高大的身影連忙退了幾步,躲避到客廳,呼吸了幾口新鮮空氣,黑煙慢慢消散,露出了一個殘破的微波爐和半面已經被炸得黑乎乎的牆壁!

明少廉蹙眉不明所以的伸手抓抓微濕的發,似乎還沒有理清眼前的狀況,他不過就是去一樓浴室沖個澡的時間,怎麼廚房會莫名其妙的爆炸?現在要怎麼辦?打電話找威利過來解決?

愣了好半晌,明少廉性感慵懶的聲音才低低抱怨:「威利幫忙找女傭是找到南極去了嗎?」

明明他回國第一天就說了的事情,怎麼現在還沒影子呢?

「叮咚、叮咚。」

門鈴突然響起,讓剛拾起手機的明少廉頓住動作,微微挑起濃眉,這時候會有誰來找他?

拿着手機走到門口,「刷」的一下打開門,眼前便出現了一個嬌小的女人身影,明少廉不解的盯着眼前的女人看,她有一張極其普通,看起來過目即忘的小臉,身材纖細卻凹凸有致,所以……

「你是誰?」

聞言,門外的小女人仰起小臉看他,帶着一抹淺淺而恭敬的笑意,「先生你好,我是威利先生替你找的女傭,負責照顧你在國內一切的日常生活。」

如此平靜的外表下,實際上她已經快忍不住尖叫,她的目光緊緊鎖着面前那道身影,他,就站在她的面前,這麼近!心底那股猛然升起的情緒快將她淹沒,吞噬她所有的理智,是他,真的是他!

忍住!她告訴自己一定要忍住。

「女傭?」明少廉重複了一遍這個詞,然後一抹非常欣喜的神色,立刻盈滿那雙銀藍的眸子,「你是女傭?太好了,你終於來了,正好,我需要你。」

我需要你?這話未免太曖昧了吧,尤其是在這種場景之下……

門外的小女人隱藏着慧黠光澤的大眼,目不轉睛的盯着面前,下半身只系了一條浴巾的明少廉,她發誓她不是色女,但是他的身材,比她記憶深處中的更為結實強悍且誘人,寬闊的肩、勁瘦的窄腰,肌理分明的八塊腹肌……

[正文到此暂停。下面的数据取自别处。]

//! Running-balance stock ledger.
//!
//! A stock ledger lists every transaction of one item inside a window with
//! the position before and after it, preceded by a synthetic opening row.

use std::iter::FusedIterator;
use std::slice;

use rust_decimal::Decimal;
use stockledger_core::{
    round2, DateWindow, LedgerRow, OpeningPosition, Transaction, OPENING_BALANCE_LABEL,
};

use crate::wac::{rebase, RunningPosition};

/// Build the stock ledger of one item.
///
/// The opening position is re-based to `window.start` exactly as
/// [`compute_valuation`](crate::compute_valuation) does. A sequence-0
/// opening row is emitted when the effective opening quantity is positive or
/// the effective opening value is non-zero; a negative quantity with zero
/// value produces no opening row. Transactions inside the window follow,
/// numbered from 1.
///
/// The returned iterator is lazy and single-use. Each call recomputes from
/// scratch.
#[must_use]
pub fn build_ledger<'a>(
    opening: &OpeningPosition,
    transactions: &'a [Transaction],
    window: &DateWindow,
) -> LedgerRows<'a> {
    let effective = rebase(opening, transactions, window);

    let opening_row = if effective.quantity > Decimal::ZERO || !effective.value.is_zero() {
        let date = window.start.or_else(|| {
            transactions
                .iter()
                .find(|txn| window.contains(txn.date))
                .map(|txn| txn.date)
        });
        let description = window.start.map_or_else(
            || OPENING_BALANCE_LABEL.to_string(),
            |start| format!("{OPENING_BALANCE_LABEL} as of {start}"),
        );
        Some(LedgerRow {
            seq: 0,
            date,
            voucher: OPENING_BALANCE_LABEL.to_string(),
            opening_quantity: Decimal::ZERO,
            opening_value: Decimal::ZERO,
            quantity_in: round2(effective.quantity),
            quantity_out: Decimal::ZERO,
            closing_quantity: round2(effective.quantity),
            closing_value: round2(effective.value),
            description,
        })
    } else {
        None
    };

    LedgerRows {
        opening_row,
        transactions: transactions.iter(),
        window: *window,
        position: RunningPosition::new(&effective),
        seq: 0,
    }
}

/// Lazy iterator over the rows of a stock ledger.
///
/// Created by [`build_ledger`].
#[derive(Debug, Clone)]
pub struct LedgerRows<'a> {
    opening_row: Option<LedgerRow>,
    transactions: slice::Iter<'a, Transaction>,
    window: DateWindow,
    position: RunningPosition,
    seq: usize,
}

impl Iterator for LedgerRows<'_> {
    type Item = LedgerRow;

    fn next(&mut self) -> Option<Self::Item> {
        if let Some(row) = self.opening_row.take() {
            return Some(row);
        }

        let window = self.window;
        let txn = self
            .transactions
            .by_ref()
            .find(|txn| window.contains(txn.date))?;

        self.seq += 1;
        let before = self.position;
        let movement = txn.movement();
        self.position.apply(movement);

        Some(LedgerRow {
            seq: self.seq,
            date: Some(txn.date),
            voucher: txn.voucher_label(self.seq),
            opening_quantity: round2(before.quantity),
            opening_value: round2(before.value),
            quantity_in: round2(movement.quantity_in()),
            quantity_out: round2(movement.quantity_out()),
            closing_quantity: round2(self.position.quantity),
            closing_value: round2(self.position.value),
            description: txn.description(),
        })
    }
}

impl FusedIterator for LedgerRows<'_> {}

尤其是他此刻沐浴過後,水珠順着他胸前的肌理,一顆一顆滑進他的浴巾下……讓人不禁口乾舌燥的開始想像浴巾后的畫面!

停止!

門外的小女人禁止自己再胡亂臆想下去,否則她會活生生的撲倒他、咬住他!

明少廉看着門外一動不動的小女人,不解地詢問:「你怎麼還不進來?」

「噢,是的。」小女人連忙提着自己簡單的行李,走進別墅,然而就在跟着他後面,看到廚房一片狼籍的場景之後,她忍不住面部有些微微抽搐,半晌沒發出聲音來。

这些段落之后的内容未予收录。